[Stored items]

=== Begin Enclosure ===

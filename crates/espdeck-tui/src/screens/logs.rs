//! Logs screen: the bridge's command journal in bridge order.

use std::sync::Arc;

use color_eyre::eyre::Result;
use crossterm::event::{KeyCode, KeyEvent};
use ratatui::Frame;
use ratatui::layout::{Constraint, Layout, Rect};
use ratatui::style::{Modifier, Style};
use ratatui::text::{Line, Span};
use ratatui::widgets::{Block, BorderType, Borders, Paragraph};

use espdeck_core::{LogEntry, LogLevel};

use crate::action::Action;
use crate::component::Component;
use crate::theme;

pub struct LogsScreen {
    focused: bool,
    entries: Arc<Vec<Arc<LogEntry>>>,
    scroll: usize,
}

impl LogsScreen {
    pub fn new() -> Self {
        Self {
            focused: false,
            entries: Arc::new(Vec::new()),
            scroll: 0,
        }
    }

    fn entry_line(entry: &LogEntry) -> Line<'static> {
        let color = theme::level_color(entry.level);
        let time = entry
            .time_of_day()
            .map_or_else(|| entry.timestamp.clone(), |t| t.format("%H:%M:%S").to_string());

        let mut spans = vec![
            Span::styled(format!("  {time:<9}"), Style::default().fg(theme::DIM_WHITE)),
            Span::styled(
                format!("{:<8}", entry.level.to_string()),
                Style::default().fg(color).add_modifier(Modifier::BOLD),
            ),
            Span::styled(
                format!("{:<14}", entry.action),
                Style::default().fg(theme::ELECTRIC_PURPLE),
            ),
        ];
        if let Some(ref name) = entry.device_name {
            spans.push(Span::styled(
                format!("[{name}] "),
                Style::default().fg(theme::CORAL),
            ));
        }
        spans.push(Span::styled(
            entry.message.clone(),
            Style::default().fg(color),
        ));
        spans.push(Span::styled(
            format!("  #{}", entry.short_request_id()),
            theme::key_hint(),
        ));
        Line::from(spans)
    }

    fn count(&self, level: LogLevel) -> usize {
        self.entries.iter().filter(|e| e.level == level).count()
    }

    fn summary_line(&self) -> Line<'static> {
        let tally = |level: LogLevel, label: &str| {
            Span::styled(
                format!("{} {label}   ", self.count(level)),
                Style::default().fg(theme::level_color(level)),
            )
        };
        Line::from(vec![
            Span::styled(
                format!("  {} entries   ", self.entries.len()),
                Style::default().fg(theme::DIM_WHITE),
            ),
            tally(LogLevel::Success, "success"),
            tally(LogLevel::Error, "errors"),
        ])
    }
}

impl Component for LogsScreen {
    fn handle_key_event(&mut self, key: KeyEvent) -> Result<Option<Action>> {
        let last = self.entries.len().saturating_sub(1);
        match key.code {
            KeyCode::Char('j') | KeyCode::Down => self.scroll = (self.scroll + 1).min(last),
            KeyCode::Char('k') | KeyCode::Up => self.scroll = self.scroll.saturating_sub(1),
            KeyCode::Char('g') | KeyCode::Home => self.scroll = 0,
            KeyCode::Char('G') | KeyCode::End => self.scroll = last,
            _ => {}
        }
        Ok(None)
    }

    fn update(&mut self, action: &Action) -> Result<Option<Action>> {
        if let Action::LogsUpdated(entries) = action {
            self.entries = Arc::clone(entries);
            self.scroll = self.scroll.min(self.entries.len().saturating_sub(1));
        }
        Ok(None)
    }

    fn render(&self, frame: &mut Frame, area: Rect) {
        let block = Block::default()
            .title(format!(" Logs ({}) ", self.entries.len()))
            .title_style(theme::title_style())
            .borders(Borders::ALL)
            .border_type(BorderType::Rounded)
            .border_style(if self.focused {
                theme::border_focused()
            } else {
                theme::border_default()
            });
        let inner = block.inner(area);
        frame.render_widget(block, area);

        let layout = Layout::vertical([
            Constraint::Length(1), // summary
            Constraint::Length(1), // header
            Constraint::Min(1),    // entries
        ])
        .split(inner);

        frame.render_widget(Paragraph::new(self.summary_line()), layout[0]);

        frame.render_widget(
            Paragraph::new(Line::from(vec![
                Span::styled("  Time     ", theme::table_header()),
                Span::styled("Level   ", theme::table_header()),
                Span::styled("Action        ", theme::table_header()),
                Span::styled("Message", theme::table_header()),
            ])),
            layout[1],
        );

        if self.entries.is_empty() {
            frame.render_widget(
                Paragraph::new(Span::styled("  No log entries yet", theme::key_hint())),
                layout[2],
            );
            return;
        }

        let visible = usize::from(layout[2].height);
        let lines: Vec<Line> = self
            .entries
            .iter()
            .skip(self.scroll)
            .take(visible)
            .map(|e| Self::entry_line(e))
            .collect();
        frame.render_widget(Paragraph::new(lines), layout[2]);
    }

    fn set_focused(&mut self, focused: bool) {
        self.focused = focused;
    }
}
//! Shared configuration for the espdeck CLI and TUI.
//!
//! TOML profiles layered with `ESPDECK_*` environment overrides, and
//! translation to `espdeck_core::BridgeConfig`. Both binaries depend on
//! this crate; the CLI adds `GlobalOpts`-aware wrappers on top.

use std::collections::BTreeMap;
use std::path::{Path, PathBuf};
use std::time::Duration;

use directories::ProjectDirs;
use figment::{
    Figment,
    providers::{Env, Format, Serialized, Toml},
};
use serde::{Deserialize, Serialize};
use thiserror::Error;

use espdeck_core::{BridgeConfig, TlsVerification};

/// Overrides the config file location when set.
pub const CONFIG_PATH_ENV: &str = "ESPDECK_CONFIG";

// ── Error ───────────────────────────────────────────────────────────

#[derive(Debug, Error)]
pub enum ConfigError {
    #[error("invalid {field}: {reason}")]
    Validation { field: String, reason: String },

    #[error("profile '{name}' not found (available: {available})")]
    ProfileNotFound { name: String, available: String },

    #[error("failed to serialize config: {0}")]
    Serialization(#[from] toml::ser::Error),

    #[error("config loading failed: {0}")]
    Figment(Box<figment::Error>),

    #[error("IO error: {0}")]
    Io(#[from] std::io::Error),
}

impl From<figment::Error> for ConfigError {
    fn from(err: figment::Error) -> Self {
        Self::Figment(Box::new(err))
    }
}

// ── TOML config structs ─────────────────────────────────────────────

/// Top-level TOML configuration shared by CLI and TUI.
#[derive(Debug, Clone, PartialEq, Deserialize, Serialize)]
pub struct Config {
    /// Default profile name.
    pub default_profile: Option<String>,

    /// Global defaults.
    #[serde(default)]
    pub defaults: Defaults,

    /// Named bridge profiles.
    #[serde(default)]
    pub profiles: BTreeMap<String, Profile>,
}

impl Default for Config {
    fn default() -> Self {
        Self {
            default_profile: Some("default".into()),
            defaults: Defaults::default(),
            profiles: BTreeMap::new(),
        }
    }
}

impl Config {
    /// Name of the profile to use when none is given explicitly.
    pub fn active_profile_name(&self) -> &str {
        self.default_profile.as_deref().unwrap_or("default")
    }

    /// Look up a profile, listing the alternatives on failure.
    pub fn profile(&self, name: &str) -> Result<&Profile, ConfigError> {
        self.profiles
            .get(name)
            .ok_or_else(|| ConfigError::ProfileNotFound {
                name: name.into(),
                available: self.available_profiles(),
            })
    }

    /// Comma-separated profile names, or `(none)`.
    pub fn available_profiles(&self) -> String {
        if self.profiles.is_empty() {
            "(none)".into()
        } else {
            self.profiles
                .keys()
                .map(String::as_str)
                .collect::<Vec<_>>()
                .join(", ")
        }
    }
}

#[derive(Debug, Clone, PartialEq, Deserialize, Serialize)]
pub struct Defaults {
    #[serde(default = "default_output")]
    pub output: String,

    #[serde(default = "default_color")]
    pub color: String,

    #[serde(default)]
    pub insecure: bool,

    /// Request timeout, seconds.
    #[serde(default = "default_timeout")]
    pub timeout: u64,

    /// Poll period as a humantime string (`"3s"`, `"500ms"`).
    #[serde(default = "default_poll_interval")]
    pub poll_interval: String,

    #[serde(default = "default_log_limit")]
    pub log_limit: usize,
}

impl Default for Defaults {
    fn default() -> Self {
        Self {
            output: default_output(),
            color: default_color(),
            insecure: false,
            timeout: default_timeout(),
            poll_interval: default_poll_interval(),
            log_limit: default_log_limit(),
        }
    }
}

fn default_output() -> String {
    "table".into()
}
fn default_color() -> String {
    "auto".into()
}
fn default_timeout() -> u64 {
    espdeck_core::config::DEFAULT_TIMEOUT.as_secs()
}
fn default_poll_interval() -> String {
    humantime::format_duration(espdeck_core::config::DEFAULT_POLL_INTERVAL).to_string()
}
fn default_log_limit() -> usize {
    espdeck_core::config::DEFAULT_LOG_LIMIT
}

/// A named bridge profile.
#[derive(Debug, Clone, Default, PartialEq, Deserialize, Serialize)]
pub struct Profile {
    /// Bridge endpoint URL (e.g., "http://192.168.1.100/api").
    pub endpoint: String,

    /// Path to custom CA certificate.
    #[serde(default, skip_serializing_if = "Option::is_none")]
    pub ca_cert: Option<PathBuf>,

    /// Override insecure TLS setting.
    #[serde(default, skip_serializing_if = "Option::is_none")]
    pub insecure: Option<bool>,

    /// Override timeout (seconds).
    #[serde(default, skip_serializing_if = "Option::is_none")]
    pub timeout: Option<u64>,

    /// Override poll period (humantime).
    #[serde(default, skip_serializing_if = "Option::is_none")]
    pub poll_interval: Option<String>,

    /// Override log window size.
    #[serde(default, skip_serializing_if = "Option::is_none")]
    pub log_limit: Option<usize>,
}

// ── Config file path ────────────────────────────────────────────────

/// Resolve the config file path: `ESPDECK_CONFIG`, else XDG / platform conventions.
pub fn config_path() -> PathBuf {
    if let Some(path) = std::env::var_os(CONFIG_PATH_ENV) {
        return PathBuf::from(path);
    }
    ProjectDirs::from("dev", "espdeck", "espdeck").map_or_else(
        || {
            let mut p = dirs_fallback();
            p.push("config.toml");
            p
        },
        |dirs| dirs.config_dir().join("config.toml"),
    )
}

fn dirs_fallback() -> PathBuf {
    let mut p = PathBuf::from(std::env::var("HOME").unwrap_or_else(|_| ".".into()));
    p.push(".config");
    p.push("espdeck");
    p
}

// ── Config loading ──────────────────────────────────────────────────

/// Load the full Config from the canonical file + environment.
pub fn load_config() -> Result<Config, ConfigError> {
    load_config_from(&config_path())
}

/// Load defaults < TOML file at `path` < `ESPDECK_*` environment.
///
/// Nested keys use a double underscore: `ESPDECK_DEFAULTS__POLL_INTERVAL=5s`.
pub fn load_config_from(path: &Path) -> Result<Config, ConfigError> {
    let figment = Figment::new()
        .merge(Serialized::defaults(Config::default()))
        .merge(Toml::file(path))
        .merge(Env::prefixed("ESPDECK_").split("__"));

    let config: Config = figment.extract()?;
    Ok(config)
}

/// Load config, returning a default if the file doesn't exist or is invalid.
pub fn load_config_or_default() -> Config {
    load_config().unwrap_or_default()
}

// ── Config saving ───────────────────────────────────────────────────

/// Serialize config to TOML and write to the canonical config path.
pub fn save_config(cfg: &Config) -> Result<PathBuf, ConfigError> {
    let path = config_path();
    save_config_to(cfg, &path)?;
    Ok(path)
}

/// Serialize config to TOML and write it to `path`, creating parent dirs.
pub fn save_config_to(cfg: &Config, path: &Path) -> Result<(), ConfigError> {
    if let Some(parent) = path.parent() {
        std::fs::create_dir_all(parent)?;
    }
    let toml_str = toml::to_string_pretty(cfg)?;
    std::fs::write(path, toml_str)?;
    Ok(())
}

// ── Translation to runtime config ───────────────────────────────────

/// Parse a humantime duration, rejecting zero.
pub fn parse_interval(field: &str, raw: &str) -> Result<Duration, ConfigError> {
    let interval = humantime::parse_duration(raw.trim()).map_err(|e| ConfigError::Validation {
        field: field.into(),
        reason: format!("'{raw}' is not a duration: {e}"),
    })?;
    if interval.is_zero() {
        return Err(ConfigError::Validation {
            field: field.into(),
            reason: "must be greater than zero".into(),
        });
    }
    Ok(interval)
}

/// Parse and check an endpoint URL.
pub fn parse_endpoint(raw: &str) -> Result<url::Url, ConfigError> {
    let url: url::Url = raw.parse().map_err(|_| ConfigError::Validation {
        field: "endpoint".into(),
        reason: format!("invalid URL: {raw}"),
    })?;
    if !matches!(url.scheme(), "http" | "https") {
        return Err(ConfigError::Validation {
            field: "endpoint".into(),
            reason: format!("unsupported scheme '{}' (expected http or https)", url.scheme()),
        });
    }
    Ok(url)
}

/// Build a `BridgeConfig` from a profile and the global defaults.
///
/// Suitable for the TUI and other non-CLI consumers.
pub fn profile_to_bridge_config(
    profile: &Profile,
    defaults: &Defaults,
) -> Result<BridgeConfig, ConfigError> {
    let endpoint = parse_endpoint(&profile.endpoint)?;

    let tls = if profile.insecure.unwrap_or(defaults.insecure) {
        TlsVerification::DangerAcceptInvalid
    } else if let Some(ref ca_path) = profile.ca_cert {
        TlsVerification::CustomCa(ca_path.clone())
    } else {
        TlsVerification::SystemDefaults
    };

    let timeout = Duration::from_secs(profile.timeout.unwrap_or(defaults.timeout));
    let poll_interval = parse_interval(
        "poll_interval",
        profile
            .poll_interval
            .as_deref()
            .unwrap_or(&defaults.poll_interval),
    )?;
    let log_limit = profile.log_limit.unwrap_or(defaults.log_limit);

    Ok(BridgeConfig::new(endpoint)
        .with_tls(tls)
        .with_timeout(timeout)
        .with_poll_interval(poll_interval)
        .with_log_limit(log_limit))
}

=== End Enclosure ===

__YOUR GOAL__: Wherever a line holds the word "iter", copy that line out of the entries above.

__SOLUTION__:
        self.entries.iter().filter(|e| e.level == level).count()
            .iter()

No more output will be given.